* _Collection entries_:
────────
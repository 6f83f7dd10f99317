//! Pipeline entry points for crawl-control outputs.
//!
//! - `run_validate`: Check configuration and cross-layer consistency
//! - `run_build`: Write robots.txt, sitemap.xml and head fragments to storage
//! - `run_server`: Serve the same outputs over HTTP

pub mod build;
#[cfg(feature = "serve")]
pub mod serve;
pub mod validate;

pub use build::{head_key, run_build};
#[cfg(feature = "serve")]
pub use serve::{router, run_server};
pub use validate::run_validate;
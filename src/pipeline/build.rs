// src/pipeline/build.rs

//! Static build of the crawl-control files.

use chrono::Utc;

use crate::error::Result;
use crate::services::{SiteSurface, render_head};
use crate::storage::{OutputStorage, WriteMetadata};

pub const ROBOTS_KEY: &str = "robots.txt";
pub const SITEMAP_KEY: &str = "sitemap.xml";

/// Storage key of the head fragment for a route.
///
/// `/` maps to `head/index.html`, `/panel/bookings` to
/// `head/panel/bookings.html`.
pub fn head_key(route: &str) -> String {
    let route = route.trim_matches('/');
    if route.is_empty() {
        "head/index.html".to_string()
    } else {
        format!("head/{route}.html")
    }
}

/// Write robots.txt, sitemap.xml and one head fragment per descriptor.
pub async fn run_build(surface: &SiteSurface, storage: &dyn OutputStorage) -> Result<WriteMetadata> {
    log::info!("Building crawl-control files for {}", surface.base);

    let mut outputs = vec![
        (ROBOTS_KEY.to_string(), surface.robots.render()),
        (SITEMAP_KEY.to_string(), surface.sitemap.render()?),
        (head_key("/"), surface.metadata.render_for("/")),
    ];
    for descriptor in surface.metadata.protected() {
        outputs.push((head_key(&descriptor.route), render_head(descriptor)));
    }

    let mut written = Vec::with_capacity(outputs.len());
    let mut bytes = 0;
    for (key, body) in outputs {
        storage.write_bytes(&key, body.as_bytes()).await?;
        log::info!("    {}", storage.location(&key));
        bytes += body.len();
        written.push(key);
    }

    log::info!("Wrote {} files ({} bytes)", written.len(), bytes);

    Ok(WriteMetadata {
        written,
        bytes,
        timestamp: Utc::now(),
    })
}
//! Sitemap entry structures.

use std::fmt;

use chrono::{DateTime, SecondsFormat, Utc};
use serde::{Deserialize, Serialize};

use crate::error::{AppError, Result};

/// How often a page is expected to change, as defined by the sitemap protocol.
#[derive(Debug, Clone, Copy, PartialEq, Eq, Hash, Serialize, Deserialize)]
#[serde(rename_all = "lowercase")]
pub enum ChangeFrequency {
    Always,
    Hourly,
    Daily,
    Weekly,
    Monthly,
    Yearly,
    Never,
}

impl ChangeFrequency {
    pub fn as_str(&self) -> &'static str {
        match self {
            ChangeFrequency::Always => "always",
            ChangeFrequency::Hourly => "hourly",
            ChangeFrequency::Daily => "daily",
            ChangeFrequency::Weekly => "weekly",
            ChangeFrequency::Monthly => "monthly",
            ChangeFrequency::Yearly => "yearly",
            ChangeFrequency::Never => "never",
        }
    }
}

impl fmt::Display for ChangeFrequency {
    fn fmt(&self, f: &mut fmt::Formatter<'_>) -> fmt::Result {
        f.write_str(self.as_str())
    }
}

/// Relative importance of a URL within the site, always within `0.0..=1.0`.
#[derive(Debug, Clone, Copy, PartialEq, PartialOrd)]
pub struct Priority(f32);

impl Priority {
    pub fn new(value: f32) -> Result<Self> {
        if (0.0..=1.0).contains(&value) {
            Ok(Self(value))
        } else {
            Err(AppError::validation(format!(
                "sitemap priority {value} is outside 0.0..=1.0"
            )))
        }
    }

    pub fn value(&self) -> f32 {
        self.0
    }
}

impl fmt::Display for Priority {
    fn fmt(&self, f: &mut fmt::Formatter<'_>) -> fmt::Result {
        // Shortest form that reads back as the same value, keeping `1.0` over `1`.
        let text = self.0.to_string();
        if text.contains('.') {
            f.write_str(&text)
        } else {
            write!(f, "{text}.0")
        }
    }
}

/// One indexable URL in the sitemap.
#[derive(Debug, Clone, PartialEq)]
pub struct SitemapEntry {
    /// Absolute URL
    pub url: String,

    /// Generation instant shared by every entry of one sitemap
    pub last_modified: DateTime<Utc>,

    pub change_frequency: ChangeFrequency,

    pub priority: Priority,
}

impl SitemapEntry {
    /// `lastmod` value in W3C datetime format, e.g. `2026-01-01T00:00:00Z`.
    pub fn lastmod(&self) -> String {
        self.last_modified.to_rfc3339_opts(SecondsFormat::Secs, true)
    }
}

#[cfg(test)]
mod tests {
    use super::*;
    use chrono::TimeZone;

    #[test]
    fn test_priority_bounds() {
        assert!(Priority::new(0.0).is_ok());
        assert!(Priority::new(1.0).is_ok());
        assert!(Priority::new(-0.1).is_err());
        assert!(Priority::new(1.01).is_err());
        assert!(Priority::new(f32::NAN).is_err());
    }

    #[test]
    fn test_priority_renders_whole_and_tenths() {
        assert_eq!(Priority::new(1.0).unwrap().to_string(), "1.0");
        assert_eq!(Priority::new(0.8).unwrap().to_string(), "0.8");
        assert_eq!(Priority::new(0.0).unwrap().to_string(), "0.0");
    }

    #[test]
    fn test_priority_keeps_configured_precision() {
        for (value, text) in [(0.25, "0.25"), (0.75, "0.75"), (0.05, "0.05"), (0.85, "0.85")] {
            assert_eq!(Priority::new(value).unwrap().to_string(), text);
        }
    }

    #[test]
    fn test_change_frequency_serde_is_lowercase() {
        let freq: ChangeFrequency = serde_json::from_str("\"weekly\"").unwrap();
        assert_eq!(freq, ChangeFrequency::Weekly);
        assert_eq!(serde_json::to_string(&ChangeFrequency::Daily).unwrap(), "\"daily\"");
    }

    #[test]
    fn test_lastmod_format() {
        let entry = SitemapEntry {
            url: "https://example.test".to_string(),
            last_modified: Utc.with_ymd_and_hms(2026, 1, 2, 3, 4, 5).unwrap(),
            change_frequency: ChangeFrequency::Weekly,
            priority: Priority::new(1.0).unwrap(),
        };
        assert_eq!(entry.lastmod(), "2026-01-02T03:04:05Z");
    }
}
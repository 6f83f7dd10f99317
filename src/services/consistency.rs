// src/services/consistency.rs

//! Cross-checks between the robots policy, the sitemap and the route descriptors.
//!
//! The three generators never fail at runtime. A route that is excluded in one
//! layer but not the other is a configuration defect, so it is caught here,
//! at startup and in tests, instead of by crawlers.

use std::fmt;

use crate::error::{AppError, Result};
use crate::models::{Config, RobotsPolicy, SiteUrl, SitemapEntry, is_within};
use crate::services::SiteSurface;

/// One configuration consistency defect.
#[derive(Debug, Clone, PartialEq, Eq)]
pub enum ConsistencyIssue {
    /// Descriptor says `noindex` but no disallow pattern covers its route
    NoindexNotDisallowed { route: String },
    /// Route table marks a route protected but it has no descriptor
    ProtectedWithoutDescriptor { route: String },
    /// Descriptor exists for a route the table does not mark protected
    DescriptorOnPublicRoute { route: String },
    /// Protected descriptor that does not suppress everything
    PartialSuppression { route: String, content: String },
    /// Protected route not covered by the disallow set
    ProtectedNotDisallowed { route: String },
    /// An allow pattern outranks every disallow for a path inside a protected route
    ReopenedByAllow { route: String, path: String },
    /// Same pattern listed as both allowed and disallowed
    AllowDisallowConflict { pattern: String },
    /// Disallow pattern or sitemap path naming no known route
    UnknownRoute { source: &'static str, path: String },
    /// Sitemap lists a path the robots policy blocks
    SitemapPathDisallowed { path: String },
    /// Generated URL outside the configured base
    LocOutsideBase { url: String, base: String },
    /// A generator-specific base URL differs from `site.base_url`
    BaseUrlDivergence {
        generator: &'static str,
        configured: String,
        site: String,
    },
}

impl fmt::Display for ConsistencyIssue {
    fn fmt(&self, f: &mut fmt::Formatter<'_>) -> fmt::Result {
        match self {
            Self::NoindexNotDisallowed { route } => {
                write!(f, "{route} is noindex but not disallowed in robots.txt")
            }
            Self::ProtectedWithoutDescriptor { route } => {
                write!(f, "protected route {route} has no metadata descriptor")
            }
            Self::DescriptorOnPublicRoute { route } => {
                write!(f, "descriptor for {route} but the route is not protected")
            }
            Self::PartialSuppression { route, content } => {
                write!(f, "{route} only partially suppresses crawlers ({content})")
            }
            Self::ProtectedNotDisallowed { route } => {
                write!(f, "protected route {route} is not disallowed in robots.txt")
            }
            Self::ReopenedByAllow { route, path } => {
                write!(f, "an allow rule reopens {path} inside protected route {route}")
            }
            Self::AllowDisallowConflict { pattern } => {
                write!(f, "{pattern} is both allowed and disallowed")
            }
            Self::UnknownRoute { source, path } => {
                write!(f, "{source} entry {path} matches no known route")
            }
            Self::SitemapPathDisallowed { path } => {
                write!(f, "sitemap lists {path} but robots.txt blocks it")
            }
            Self::LocOutsideBase { url, base } => {
                write!(f, "sitemap URL {url} is outside {base}")
            }
            Self::BaseUrlDivergence {
                generator,
                configured,
                site,
            } => write!(
                f,
                "{generator} base URL {configured} differs from site base URL {site}"
            ),
        }
    }
}

/// All issues found in one check.
#[derive(Debug, Clone, Default)]
pub struct ConsistencyReport {
    pub issues: Vec<ConsistencyIssue>,
}

impl ConsistencyReport {
    pub fn is_clean(&self) -> bool {
        self.issues.is_empty()
    }

    pub fn into_result(self) -> Result<()> {
        if self.is_clean() {
            Ok(())
        } else {
            Err(AppError::Consistency {
                issues: self.issues,
            })
        }
    }
}

/// Check a configuration against the surface built from it.
pub fn check(config: &Config, surface: &SiteSurface) -> ConsistencyReport {
    let mut issues = Vec::new();
    let policy = surface.robots.policy();

    check_base_urls(config, &mut issues);
    check_descriptors(config, surface, policy, &mut issues);
    check_allow_disallow(config, &mut issues);
    check_known_routes(config, policy, &mut issues);
    check_sitemap(surface, policy, &mut issues);

    ConsistencyReport { issues }
}

fn check_base_urls(config: &Config, issues: &mut Vec<ConsistencyIssue>) {
    let normalize = |raw: &str| match SiteUrl::parse(raw) {
        Ok(url) => url.as_str().to_string(),
        Err(_) => raw.trim().trim_end_matches('/').to_string(),
    };
    let site = normalize(&config.site.base_url);
    let overrides = [
        ("robots", config.robots.base_url.as_deref()),
        ("sitemap", config.sitemap.base_url.as_deref()),
    ];

    for (generator, configured) in overrides {
        if let Some(configured) = configured {
            if normalize(configured) != site {
                issues.push(ConsistencyIssue::BaseUrlDivergence {
                    generator,
                    configured: configured.to_string(),
                    site: site.clone(),
                });
            }
        }
    }
}

fn check_descriptors(
    config: &Config,
    surface: &SiteSurface,
    policy: &RobotsPolicy,
    issues: &mut Vec<ConsistencyIssue>,
) {
    let protected_routes: Vec<&str> = config
        .site
        .routes
        .iter()
        .filter(|r| r.protected)
        .map(|r| r.path.as_str())
        .collect();

    for descriptor in surface.metadata.protected() {
        let route = descriptor.route.clone();

        if !descriptor.robots.index && !policy.disallows(&descriptor.route) {
            issues.push(ConsistencyIssue::NoindexNotDisallowed {
                route: route.clone(),
            });
        }
        if !descriptor.robots.is_suppress_all() {
            issues.push(ConsistencyIssue::PartialSuppression {
                route: route.clone(),
                content: descriptor.robots.content(),
            });
        }
        if !protected_routes.contains(&descriptor.route.as_str()) {
            issues.push(ConsistencyIssue::DescriptorOnPublicRoute { route });
        }
    }

    for &route in &protected_routes {
        if surface.metadata.descriptor(route).is_none() {
            issues.push(ConsistencyIssue::ProtectedWithoutDescriptor {
                route: route.to_string(),
            });
        }
        if !policy.disallows(route) {
            issues.push(ConsistencyIssue::ProtectedNotDisallowed {
                route: route.to_string(),
            });
        }
    }

    let mut blocked: Vec<&str> = surface
        .metadata
        .protected()
        .iter()
        .filter(|d| !d.robots.index)
        .map(|d| d.route.as_str())
        .chain(protected_routes.iter().copied())
        .filter(|route| policy.disallows(route))
        .collect();
    blocked.sort_unstable();
    blocked.dedup();

    for route in blocked {
        if let Some(path) = reopened_path(policy, route) {
            issues.push(ConsistencyIssue::ReopenedByAllow {
                route: route.to_string(),
                path,
            });
        }
    }
}

/// First path at or below `route` that the policy still lets crawlers fetch.
///
/// Checks the route itself, its trailing-slash form and the literal prefix of
/// every allow pattern that lands inside the route.
fn reopened_path(policy: &RobotsPolicy, route: &str) -> Option<String> {
    let root = route.trim_end_matches('/');
    let mut candidates = vec![route.to_string(), format!("{root}/")];
    candidates.extend(
        policy
            .rule
            .allow
            .iter()
            .map(|p| p.literal_prefix().to_string())
            .filter(|prefix| is_within(prefix, route)),
    );

    candidates.into_iter().find(|path| policy.is_allowed(path))
}

fn check_allow_disallow(config: &Config, issues: &mut Vec<ConsistencyIssue>) {
    for pattern in &config.robots.allow {
        if config.robots.disallow.contains(pattern) {
            issues.push(ConsistencyIssue::AllowDisallowConflict {
                pattern: pattern.clone(),
            });
        }
    }
}

fn check_known_routes(config: &Config, policy: &RobotsPolicy, issues: &mut Vec<ConsistencyIssue>) {
    let known = |prefix: &str| config.site.routes.iter().any(|r| is_within(&r.path, prefix));

    for pattern in &policy.rule.disallow {
        if !known(pattern.literal_prefix()) {
            issues.push(ConsistencyIssue::UnknownRoute {
                source: "disallow",
                path: pattern.as_str().to_string(),
            });
        }
    }

    for route in &config.sitemap.routes {
        let listed = config.site.routes.iter().any(|r| r.path == route.path);
        if !listed {
            issues.push(ConsistencyIssue::UnknownRoute {
                source: "sitemap",
                path: route.path.clone(),
            });
        }
    }
}

fn check_sitemap(surface: &SiteSurface, policy: &RobotsPolicy, issues: &mut Vec<ConsistencyIssue>) {
    for path in surface.sitemap.paths() {
        if !policy.is_allowed(path) {
            issues.push(ConsistencyIssue::SitemapPathDisallowed {
                path: path.to_string(),
            });
        }
    }

    let entries: Vec<SitemapEntry> = surface.sitemap.generate();
    for entry in entries {
        if !surface.base.contains(&entry.url) {
            issues.push(ConsistencyIssue::LocOutsideBase {
                url: entry.url,
                base: surface.base.to_string(),
            });
        }
    }
}
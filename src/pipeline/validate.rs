// src/pipeline/validate.rs

use std::sync::Arc;

use crate::error::Result;
use crate::models::Config;
use crate::services::{SiteSurface, SystemClock, consistency};

/// Validate configuration values, then check that robots, sitemap and
/// metadata agree with each other.
pub fn run_validate(config: &Config) -> Result<()> {
    log::info!("Validating configuration...");

    if let Err(e) = config.validate() {
        log::error!("Config validation failed: {}", e);
        return Err(e);
    }
    log::info!("Config OK");
    log::info!("    base URL: {}", config.site.base_url);
    log::info!("    user agent: {}", config.robots.user_agent);
    log::info!(
        "    {} allow, {} disallow patterns",
        config.robots.allow.len(),
        config.robots.disallow.len()
    );
    log::info!("    {} sitemap routes", config.sitemap.routes.len());
    log::info!(
        "    {} protected descriptors",
        config.metadata.protected.len()
    );

    let surface = SiteSurface::build(config, Arc::new(SystemClock))?;
    let report = consistency::check(config, &surface);

    if report.is_clean() {
        log::info!("Consistency OK");
    } else {
        for issue in &report.issues {
            log::error!("    {}", issue);
        }
    }

    report.into_result()
}
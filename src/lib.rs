// src/lib.rs

//! Crawl-control surface for the booking site: robots policy, sitemap and
//! per-route head metadata.

pub mod error;
pub mod models;
pub mod pipeline;
pub mod services;
pub mod storage;
pub mod utils;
────────
Which lines above contain "DescriptorOnPublicRoute"? Show each of them.

* _ANSWER AREA_:
    DescriptorOnPublicRoute { route: String },
            Self::DescriptorOnPublicRoute { route } => {
            issues.push(ConsistencyIssue::DescriptorOnPublicRoute { route });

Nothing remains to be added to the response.